Method takes data coordinates, and identifies the country of origin, creating a Country column within Interim data

Note, this method is currently left out of the pipeline due to Nominitim rate limits.

The Nomanitim geocoding API is utilized. Due to rate limiting of 1 request per second, a rate limiter has been introduced in order to respect the limits.

This method modifies the current batch to include a country column with the country of observation specified for each observation.

Source code in src/data/DataCleanPipeline.py

def coordinate_to_country_rate_limited(self):
    """ Method takes data coordinates, and identifies the country of origin, creating a Country column within Interim data

    Note, this method is currently left out of the pipeline due to Nominitim rate limits.

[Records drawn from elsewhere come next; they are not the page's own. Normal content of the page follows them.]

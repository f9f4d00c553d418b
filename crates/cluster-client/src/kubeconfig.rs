//! Clusters from kubeconfig files
//!
//! Every context of every kubeconfig becomes one named cluster. Context names
//! must be unique across all files that are loaded together.

use crate::client::KubeCluster;
use crate::error::ClusterError;
use kube::config::{KubeConfigOptions, Kubeconfig};
use kube::{Client, Config};
use std::collections::HashSet;
use std::path::{Path, PathBuf};
use tracing::info;

/// File name suffixes picked up by [`clusters_from_directory`]
pub const KUBECONFIG_SUFFIXES: [&str; 3] = [".kubeconfig", ".kubeconfig.yaml", ".kubeconfig.yml"];

/// One cluster per context of the default kubeconfig (`$KUBECONFIG` or `~/.kube/config`)
pub async fn clusters_from_default_kubeconfig() -> Result<Vec<KubeCluster>, ClusterError> {
    let kubeconfig = Kubeconfig::read().map_err(|e| ClusterError::Kubeconfig(e.to_string()))?;
    clusters_from_kubeconfig(&kubeconfig).await
}

/// One cluster per context found in kubeconfig files inside `dir`
pub async fn clusters_from_directory(dir: impl AsRef<Path>) -> Result<Vec<KubeCluster>, ClusterError> {
    let dir = dir.as_ref();
    let entries = std::fs::read_dir(dir).map_err(|e| {
        ClusterError::Kubeconfig(format!("failed to read directory {}: {e}", dir.display()))
    })?;

    let mut paths: Vec<PathBuf> = entries
        .filter_map(Result::ok)
        .map(|entry| entry.path())
        .filter(|path| is_kubeconfig_file(path))
        .collect();
    paths.sort();

    clusters_from_files(&paths).await
}

/// One cluster per context across the given kubeconfig files
pub async fn clusters_from_files(paths: &[PathBuf]) -> Result<Vec<KubeCluster>, ClusterError> {
    let mut seen = HashSet::new();
    let mut kubeconfigs = Vec::with_capacity(paths.len());

    // Read everything first so a duplicate context fails before any client is built
    for path in paths {
        let kubeconfig = Kubeconfig::read_from(path).map_err(|e| {
            ClusterError::Kubeconfig(format!("failed to read {}: {e}", path.display()))
        })?;
        for context in &kubeconfig.contexts {
            if !seen.insert(context.name.clone()) {
                return Err(ClusterError::Kubeconfig(format!(
                    "duplicate context name {:?} found in file {}",
                    context.name,
                    path.display()
                )));
            }
        }
        kubeconfigs.push(kubeconfig);
    }

    let mut clusters = Vec::new();
    for kubeconfig in &kubeconfigs {
        clusters.extend(clusters_from_kubeconfig(kubeconfig).await?);
    }
    Ok(clusters)
}

async fn clusters_from_kubeconfig(kubeconfig: &Kubeconfig) -> Result<Vec<KubeCluster>, ClusterError> {
    let mut clusters = Vec::with_capacity(kubeconfig.contexts.len());
    for context in &kubeconfig.contexts {
        let options = KubeConfigOptions {
            context: Some(context.name.clone()),
            ..Default::default()
        };
        let config = Config::from_custom_kubeconfig(kubeconfig.clone(), &options)
            .await
            .map_err(|e| ClusterError::Kubeconfig(format!("context {}: {e}", context.name)))?;
        let client = Client::try_from(config)?;
        info!(cluster = %context.name, "Loaded cluster from kubeconfig context");
        clusters.push(KubeCluster::new(context.name.clone(), client));
    }
    Ok(clusters)
}

fn is_kubeconfig_file(path: &Path) -> bool {
    path.is_file()
        && path
            .file_name()
            .and_then(|name| name.to_str())
            .is_some_and(|name| KUBECONFIG_SUFFIXES.iter().any(|suffix| name.ends_with(suffix)))
}
//! Watch lifecycle management.
//!
//! [`WatchManager::update`] receives the full node map on every config load
//! and diffs it against the running watchers by node identity: the hash of
//! the node name and its serialized definition. Unchanged nodes keep their
//! watcher; any change to a node stops the old watcher and starts a new one.

use crate::error::StylerError;
use crate::label::{LabelEvaluator, LabelProgram};
use crate::multiplexer::Multiplexer;
use crate::reconciler::NodeWatcher;
use crate::resources::ResourceKey;
use crate::styling::Styling;
use diagram_config::{Node, Style};
use parking_lot::{Mutex, RwLock};
use sha2::{Digest, Sha256};
use std::collections::BTreeMap;
use std::sync::Arc;
use std::sync::atomic::{AtomicUsize, Ordering};
use tokio_util::sync::CancellationToken;
use tracing::{debug, info, warn};

/// Identity of a node definition
pub fn hash_node(name: &str, node: &Node) -> String {
    let mut hasher = Sha256::new();
    hasher.update(name.as_bytes());
    hasher.update([0u8]);
    // Maps in Node are ordered, so equal nodes serialize identically
    if let Ok(bytes) = serde_json::to_vec(node) {
        hasher.update(&bytes);
    }
    hex::encode(hasher.finalize())
}

/// Watcher start/stop counters
#[derive(Debug, Clone, Copy, Default, PartialEq, Eq)]
pub struct WatchStats {
    /// Watchers started since creation
    pub started: usize,
    /// Watchers stopped since creation
    pub stopped: usize,
    /// Watchers currently running
    pub running: usize,
}

/// Starts and stops node watchers as the configuration changes
pub struct WatchManager {
    multiplexer: Arc<Multiplexer>,
    evaluator: Arc<dyn LabelEvaluator>,
    styling: Arc<Styling>,
    style: Arc<RwLock<Style>>,
    token: CancellationToken,
    // Node hash to watcher; held for the whole of `update`
    watchers: Mutex<BTreeMap<String, NodeWatcher>>,
    started: AtomicUsize,
    stopped: AtomicUsize,
}

impl std::fmt::Debug for WatchManager {
    fn fmt(&self, f: &mut std::fmt::Formatter<'_>) -> std::fmt::Result {
        f.debug_struct("WatchManager")
            .field("stats", &self.stats())
            .finish_non_exhaustive()
    }
}

impl WatchManager {
    /// Create a manager.
    ///
    /// Every watcher runs under a child of `token`; cancelling it stops them all.
    pub fn new(
        multiplexer: Arc<Multiplexer>,
        evaluator: Arc<dyn LabelEvaluator>,
        styling: Arc<Styling>,
        token: CancellationToken,
    ) -> Self {
        Self {
            multiplexer,
            evaluator,
            styling,
            style: Arc::new(RwLock::new(Style::default())),
            token,
            watchers: Mutex::new(BTreeMap::new()),
            started: AtomicUsize::new(0),
            stopped: AtomicUsize::new(0),
        }
    }

    /// Reconcile running watchers against `nodes`.
    ///
    /// Failures of individual nodes are joined into one error; all other
    /// nodes are still processed. A node that failed to start is not
    /// remembered, so the next call retries it.
    pub fn update(&self, nodes: &BTreeMap<String, Node>) -> Result<(), StylerError> {
        let mut watchers = self.watchers.lock();
        let hashed: BTreeMap<String, (&String, &Node)> = nodes
            .iter()
            .map(|(name, node)| (hash_node(name, node), (name, node)))
            .collect();

        // Stop watchers of removed or changed nodes first, so a changed node's
        // new fragment is not removed afterwards
        let stale: Vec<String> = watchers
            .keys()
            .filter(|hash| !hashed.contains_key(*hash))
            .cloned()
            .collect();
        for hash in stale {
            if let Some(watcher) = watchers.remove(&hash) {
                self.stop_watcher(&hash, &watcher);
            }
        }

        let mut errors = Vec::new();
        for (hash, (name, node)) in hashed {
            if watchers.contains_key(&hash) {
                continue;
            }
            match self.start_watcher(&hash, name, node, &mut errors) {
                Ok(watcher) => {
                    watchers.insert(hash, watcher);
                }
                Err(e) => {
                    warn!(node = %name, "Failed to start watch for node: {}", e);
                    errors.push(e);
                }
            }
        }

        StylerError::join(errors)
    }

    /// Replace the status styles; recomputes every node if they changed
    pub fn set_style(&self, style: &Style) {
        {
            let mut current = self.style.write();
            if *current == *style {
                return;
            }
            *current = style.clone();
        }
        info!("Status styles changed, refreshing all nodes");
        for watcher in self.watchers.lock().values() {
            watcher.refresh();
        }
    }

    /// Watcher currently serving a node
    pub fn watcher(&self, node_name: &str) -> Option<NodeWatcher> {
        self.watchers
            .lock()
            .values()
            .find(|w| w.node_name() == node_name)
            .cloned()
    }

    /// Resources currently tracked for a node
    pub fn tracked(&self, node_name: &str) -> Option<Vec<ResourceKey>> {
        self.watcher(node_name).map(|w| w.tracked())
    }

    /// Start/stop counters
    pub fn stats(&self) -> WatchStats {
        WatchStats {
            started: self.started.load(Ordering::SeqCst),
            stopped: self.stopped.load(Ordering::SeqCst),
            running: self.watchers.lock().len(),
        }
    }

    /// Stop every watcher. Fragments stay as last published.
    pub fn shutdown(&self) {
        self.token.cancel();
        let mut watchers = self.watchers.lock();
        for (hash, watcher) in watchers.iter() {
            self.multiplexer.deregister_watcher(hash);
            watcher.stop();
        }
        watchers.clear();
    }

    fn start_watcher(
        &self,
        hash: &str,
        name: &str,
        node: &Node,
        errors: &mut Vec<StylerError>,
    ) -> Result<NodeWatcher, StylerError> {
        node.validate(name).map_err(|e| StylerError::InvalidSelector {
            node: name.to_string(),
            message: e.to_string(),
        })?;

        let label = self.compile_label(name, node, errors);
        let watcher = NodeWatcher::new(
            name,
            hash,
            node.clone(),
            label,
            Arc::clone(&self.style),
            Arc::clone(&self.styling),
            self.token.child_token(),
        );
        debug!(node = %name, hash = %hash, predicate = ?watcher.predicate(), "Starting watch for node");

        // Publish the absent state before any cluster shows up
        watcher.refresh();

        if let Err(e) = self
            .multiplexer
            .register_watcher(hash, Arc::new(watcher.clone()))
        {
            watcher.stop();
            self.styling.remove_fragment(name);
            return Err(e);
        }

        self.started.fetch_add(1, Ordering::SeqCst);
        info!(node = %name, "Started watch for node");
        Ok(watcher)
    }

    /// Compile the label; a broken label is reported but the node still runs
    fn compile_label(
        &self,
        name: &str,
        node: &Node,
        errors: &mut Vec<StylerError>,
    ) -> Option<Arc<dyn LabelProgram>> {
        let template = node.label.as_deref().filter(|l| !l.trim().is_empty())?;
        match self.evaluator.compile(template) {
            Ok(program) => Some(program),
            Err(e) => {
                warn!(node = %name, "Label will be omitted: {}", e);
                errors.push(StylerError::Label {
                    node: name.to_string(),
                    source: e,
                });
                None
            }
        }
    }

    fn stop_watcher(&self, hash: &str, watcher: &NodeWatcher) {
        info!(node = %watcher.node_name(), hash = %hash, "Stopping watch for node");
        watcher.stop();
        self.multiplexer.deregister_watcher(hash);
        self.styling.remove_fragment(watcher.node_name());
        self.stopped.fetch_add(1, Ordering::SeqCst);
    }
}

#[cfg(test)]
#[path = "watches_test.rs"]
mod tests;
//! Cluster access for diagram-live
//!
//! A cluster is anything that can get, list and watch resources of a given
//! kind. The styler only talks to the [`ClusterClient`] trait; the concrete
//! [`KubeCluster`] is backed by a `kube::Client` and resolves kinds through
//! API discovery.
//!
//! # Example
//!
//! ```no_run
//! use cluster_client::{clusters_from_default_kubeconfig, ClusterClient, ResourceQuery};
//! use kube::api::GroupVersionKind;
//!
//! # async fn example() -> Result<(), Box<dyn std::error::Error>> {
//! for cluster in clusters_from_default_kubeconfig().await? {
//!     let query = ResourceQuery::new(GroupVersionKind::gvk("apps", "v1", "Deployment"))
//!         .namespace("default")
//!         .labels("app=payments");
//!     let deployments = cluster.list(&query).await?;
//!     println!("{}: {} deployments", cluster.name(), deployments.len());
//! }
//! # Ok(())
//! # }
//! ```

pub mod client;
pub mod error;
pub mod kubeconfig;
pub mod query;
#[path = "trait.rs"]
pub mod cluster_trait;
#[cfg(feature = "test-util")]
pub mod mock;

pub use client::KubeCluster;
pub use cluster_trait::{ClusterClient, EventStream};
pub use error::ClusterError;
pub use kubeconfig::{clusters_from_default_kubeconfig, clusters_from_directory, clusters_from_files};
pub use query::{ResourceQuery, ServedKind};
#[cfg(feature = "test-util")]
pub use mock::MockCluster;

    The Nomanitim geocoding API is utilized.
    Due to rate limiting of 1 request per second, a rate limiter has been introduced in order to respect the limits.

    This method modifies the current batch to include a country column with the country of observation specified for each observation.
    """
    # Set up the geolocation library
    geolocator = Nominatim(user_agent="Spatio_Tempt_Class")
    geocode = RateLimiter(geolocator.reverse, min_delay_seconds=2)

    # Combine lat and long into coordinates
    latitudes = pd.Series(self.df.latitude.values.astype(str))  # Generate a Series of latitude values as strings
    longitudes = pd.Series(self.df.longitude.values.astype(str))  # Generate a Series of longitude values as strings
    coordinates = latitudes + ', ' + longitudes  # Combined the latitudes and longitude values into a single coordinate Series

    # Retrieve countries from coordinates (rate limiting requests)
    locations = coordinates.apply(partial(geocode, language='en', exactly_one=True))
    self.df['country'] = locations.apply(lambda x: x.raw['address']['country']).values

`enforce_unique_ids()`

Removal of any duplicate observations utilizing their observation id

In place duplicate removal such that changes are effected directly within df

Source code in src/data/DataCleanPipeline.py

def enforce_unique_ids(self):
    """Removal of any duplicate observations utilizing their observation id

    In place duplicate removal such that changes are effected directly within df
    """
    self.df_whole.drop_duplicates(subset=['id'], keep='first', inplace=True)

`format_bad_data(bad_df)`

Method creates a sub-dataframe of only the image_url and the image quality (Index is observation ID)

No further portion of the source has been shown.